1. The utility model provides a braced system for installing fabricated building, includes self-adaptation leveling subassembly (1), flexible supporting component (2) and pneumatic cylinder (3), flexible supporting component (2) are by the flexible subassembly of formula of cutting to dock each other and constitute its characterized in that:

two self-adaptation leveling subassembly (1) sets up oppositely, and the both ends of flexible supporting component (2) are respectively connected with self-adaptation leveling subassembly (1) through a pneumatic cylinder (3), self-adaptation leveling subassembly (1) includes roof (11), bottom plate (12), bulb base (13), bulb branch (14), toper lead (15), cable wire (16) and cable wire fixture (17), bottom plate (12) set up the top at roof (11), and all be equipped with bulb base (13) on roof (11) and bottom plate (12), the both ends of bulb branch (14) agree with respectively in two bulb bases (13), four toper lead (15) are hung respectively and are established in the center department of four sides of roof (11), and four corners of roof (11) respectively are equipped with a cable wire (16), cable wire fixture (17) include cross guide rail (171), The clamping device comprises a sliding block (172), a driving assembly (173) and clamping components (174), wherein the cross-shaped guide rail (171) is arranged on the bottom plate (12), the sliding block (172) is arranged in four guide grooves which are perpendicular to each other on the cross-shaped guide rail (171), the driving assembly (173) is used for driving the four sliding blocks (172) to move synchronously, the four clamping components (174) are respectively arranged at the end parts of the four guide grooves in the cross-shaped guide rail (171), each clamping component (174) comprises a supporting plate (1741), two clamping heads (1742), a double-sided rack (1743) and a gear (1744), the supporting plate (1741) is arranged at the end parts of the guide grooves in the cross-shaped guide rail (171), the two clamping heads (1742) are oppositely arranged and rotatably arranged on the supporting plate (1741), the clamping surfaces of the two clamping heads (1742) clamp the steel cable (16) close to the clamping heads, and the side surfaces of the clamping heads (1742) are provided with gears (1744), the double-sided rack (1743) is connected with the sliding block (172), and the tooth-shaped surfaces on two sides of the double-sided rack (1743) are meshed with the two gears (1744).

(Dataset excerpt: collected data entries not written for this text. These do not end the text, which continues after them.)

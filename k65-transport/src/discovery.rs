//! Device discovery for K65 Plus keyboards

use hidapi::{HidApi, HidDevice};
use tracing::{debug, info};

use crate::error::TransportError;
use crate::hid::HidTransport;
use crate::protocol::{interface, product, VENDOR_ID};
use crate::types::{DiscoveredDevice, TransportDeviceInfo, TransportType};

/// HID device discovery for wired and dongle connections
pub struct HidDiscovery {
    vendor_id: u16,
    /// Product IDs to look for; empty matches any product of the vendor
    product_ids: Vec<u16>,
    command_interface: i32,
    dial_interface: i32,
}

impl Default for HidDiscovery {
    fn default() -> Self {
        Self::new()
    }
}

impl HidDiscovery {
    /// Discovery for the known K65 Plus product IDs
    pub fn new() -> Self {
        Self {
            vendor_id: VENDOR_ID,
            product_ids: vec![product::K65_PLUS, product::K65_PLUS_WIRELESS],
            command_interface: interface::COMMAND,
            dial_interface: interface::DIAL,
        }
    }

    pub fn with_vendor(mut self, vendor_id: u16) -> Self {
        self.vendor_id = vendor_id;
        self
    }

    pub fn with_products(mut self, product_ids: Vec<u16>) -> Self {
        self.product_ids = product_ids;
        self
    }

    pub fn with_interfaces(mut self, command: i32, dial: i32) -> Self {
        self.command_interface = command;
        self.dial_interface = dial;
        self
    }

    fn is_known_device(&self, vid: u16, pid: u16) -> bool {
        vid == self.vendor_id && (self.product_ids.is_empty() || self.product_ids.contains(&pid))
    }

    /// List command interfaces of matching devices
    pub fn list_devices(&self) -> Result<Vec<DiscoveredDevice>, TransportError> {
        let api = HidApi::new()?;
        let devices = api
            .device_list()
            .filter(|d| self.is_known_device(d.vendor_id(), d.product_id()))
            .filter(|d| d.interface_number() == self.command_interface)
            .map(|d| DiscoveredDevice {
                vid: d.vendor_id(),
                pid: d.product_id(),
                interface_number: d.interface_number(),
                path: d.path().to_string_lossy().into_owned(),
                product_name: d.product_string().map(str::to_owned),
                serial: d.serial_number().map(str::to_owned),
            })
            .collect::<Vec<_>>();
        debug!("Found {} matching HID interfaces", devices.len());
        Ok(devices)
    }

    /// Open the command interface and read the device identity strings
    ///
    /// Missing identity strings fail the open, the device is unusable without
    /// a serial to key its profile on.
    pub fn open_device(
        &self,
        device: &DiscoveredDevice,
        transport_type: TransportType,
    ) -> Result<HidTransport, TransportError> {
        let api = HidApi::new()?;
        let path = std::ffi::CString::new(device.path.clone())
            .map_err(|e| TransportError::Internal(e.to_string()))?;
        let hid = api.open_path(&path)?;

        let manufacturer = identity(hid.get_manufacturer_string()?, "manufacturer")?;
        let product_name = identity(hid.get_product_string()?, "product")?;
        let serial = identity(hid.get_serial_number_string()?, "serial")?;

        info!(
            "Opened {} ({}) serial {} at {}",
            product_name, manufacturer, serial, device.path
        );

        let info = TransportDeviceInfo {
            vid: device.vid,
            pid: device.pid,
            transport_type,
            device_path: device.path.clone(),
            manufacturer,
            product_name,
            serial,
        };
        Ok(HidTransport::new(hid, info))
    }

    /// Open the dial input interface of an already opened device
    pub fn open_dial(&self, info: &TransportDeviceInfo) -> Result<HidDevice, TransportError> {
        let api = HidApi::new()?;
        let found = api.device_list().find(|d| {
            d.vendor_id() == info.vid
                && d.product_id() == info.pid
                && d.interface_number() == self.dial_interface
                && d.serial_number().map_or(true, |s| s.is_empty() || s == info.serial)
        });
        match found {
            Some(d) => {
                debug!("Opening dial interface {:?}", d.path());
                Ok(d.open_device(&api)?)
            }
            None => Err(TransportError::DeviceNotFound(format!(
                "dial interface {} of {:04x}:{:04x}",
                self.dial_interface, info.vid, info.pid
            ))),
        }
    }
}

fn identity(value: Option<String>, what: &str) -> Result<String, TransportError> {
    value
        .filter(|s| !s.is_empty())
        .ok_or_else(|| TransportError::DeviceNotFound(format!("device reports no {}", what)))
}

2. A support system for use in installing a fabricated building according to claim 1, wherein: drive assembly (173) includes carousel (1731) and connecting rod (1732), carousel (1731) rotates and installs on cross guide rail (171), four the one end of connecting rod (1732) articulates on carousel (1731), the other one end respectively with four slider (172) are articulated.

3. A support system for use in installing a fabricated building according to claim 1, wherein: shear type telescopic component comprises linear guide (21), link (22) and linking arm (23), two linear guide (21) are opposite to be set up, and movable mounting has two in linear guide (21) link (22), link (22) in two linear guide (21) are connected through alternately link (23) that sets up, wherein for articulated between linking arm (23) and link (22).

4. A support system for use in installing a fabricated building according to claim 1, wherein: the clamping surface of the clamping head (1742) is provided with convex teeth.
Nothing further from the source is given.